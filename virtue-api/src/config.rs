use std::str::FromStr;

use serde::Deserialize;
use serde_with::serde_as;
use sqlx::postgres::{PgConnectOptions, PgSslMode};
use strum::{Display, EnumString};

#[derive(Deserialize, Clone)]
pub struct Settings {
    pub application: ApplicationSettings,
    pub database: DatabaseSettings,
    pub moderation: ModerationSettings,
    pub search: SearchSettings,
}

#[serde_as]
#[derive(Deserialize, Clone)]
pub struct ApplicationSettings {
    #[serde_as(as = "serde_with::DisplayFromStr")]
    pub port: u16,
    pub host: String,
    pub app_url: String,
    /// Bearer token accepted for index administration. Absent means the
    /// rebuild endpoint is disabled.
    pub admin_token: Option<String>,
}

#[serde_as]
#[derive(Deserialize, Clone, Debug)]
pub struct DatabaseSettings {
    pub username: String,
    pub password: String,
    #[serde_as(as = "serde_with::DisplayFromStr")]
    pub port: u16,
    pub host: String,
    pub database_name: String,
    pub require_ssl: bool,
}

#[derive(Deserialize, Clone)]
pub struct ModerationSettings {
    pub enabled: bool,
    pub openai_api_key: Option<String>,
    pub chat_model: String,
}

#[derive(Deserialize, Clone)]
pub struct SearchSettings {
    pub enabled: bool,
    pub meilisearch_host: String,
    pub meilisearch_api_key: Option<String>,
    pub openai_api_key: Option<String>,
    /// Root of the poem content tree, laid out per language and chapter.
    pub content_dir: String,
}

impl DatabaseSettings {
    pub fn without_db(&self) -> PgConnectOptions {
        let ssl_mode = if self.require_ssl {
            PgSslMode::Require
        } else {
            PgSslMode::Prefer
        };

        PgConnectOptions::new()
            .host(&self.host)
            .port(self.port)
            .username(&self.username)
            .password(&self.password)
            .ssl_mode(ssl_mode)
    }

    pub fn with_db(&self) -> PgConnectOptions {
        self.without_db().database(&self.database_name)
    }
}

pub fn read_config() -> Result<Settings, config::ConfigError> {
    let base_path = std::env::current_dir().expect("Failed to determine the current directory");
    let config_directory = base_path.join("config");

    let environment = Environment::from_str(
        std::env::var("APP_ENVIRONMENT")
            .unwrap_or_else(|_| "local".into())
            .as_str(),
    )
    .expect("Failed to parse APP_ENVIRONMENT");
    let environment_filename = format!("{}.yaml", environment);

    let settings = config::Config::builder()
        .add_source(config::File::from(config_directory.join("base.yaml")))
        .add_source(config::File::from(
            config_directory.join(environment_filename),
        ))
        .add_source(
            config::Environment::with_prefix("VIRTUE")
                .prefix_separator("_")
                .separator("__"),
        )
        .build()?;

    settings.try_deserialize::<Settings>()
}

#[derive(Display, Debug, EnumString)]
pub enum Environment {
    #[strum(ascii_case_insensitive, serialize = "local")]
    Local,
    #[strum(ascii_case_insensitive, serialize = "production")]
    Production,
}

What to work on » Write down how many lines of the data above contain the word "PgConnectOptions", with nothing else.

Solution to this problem » 4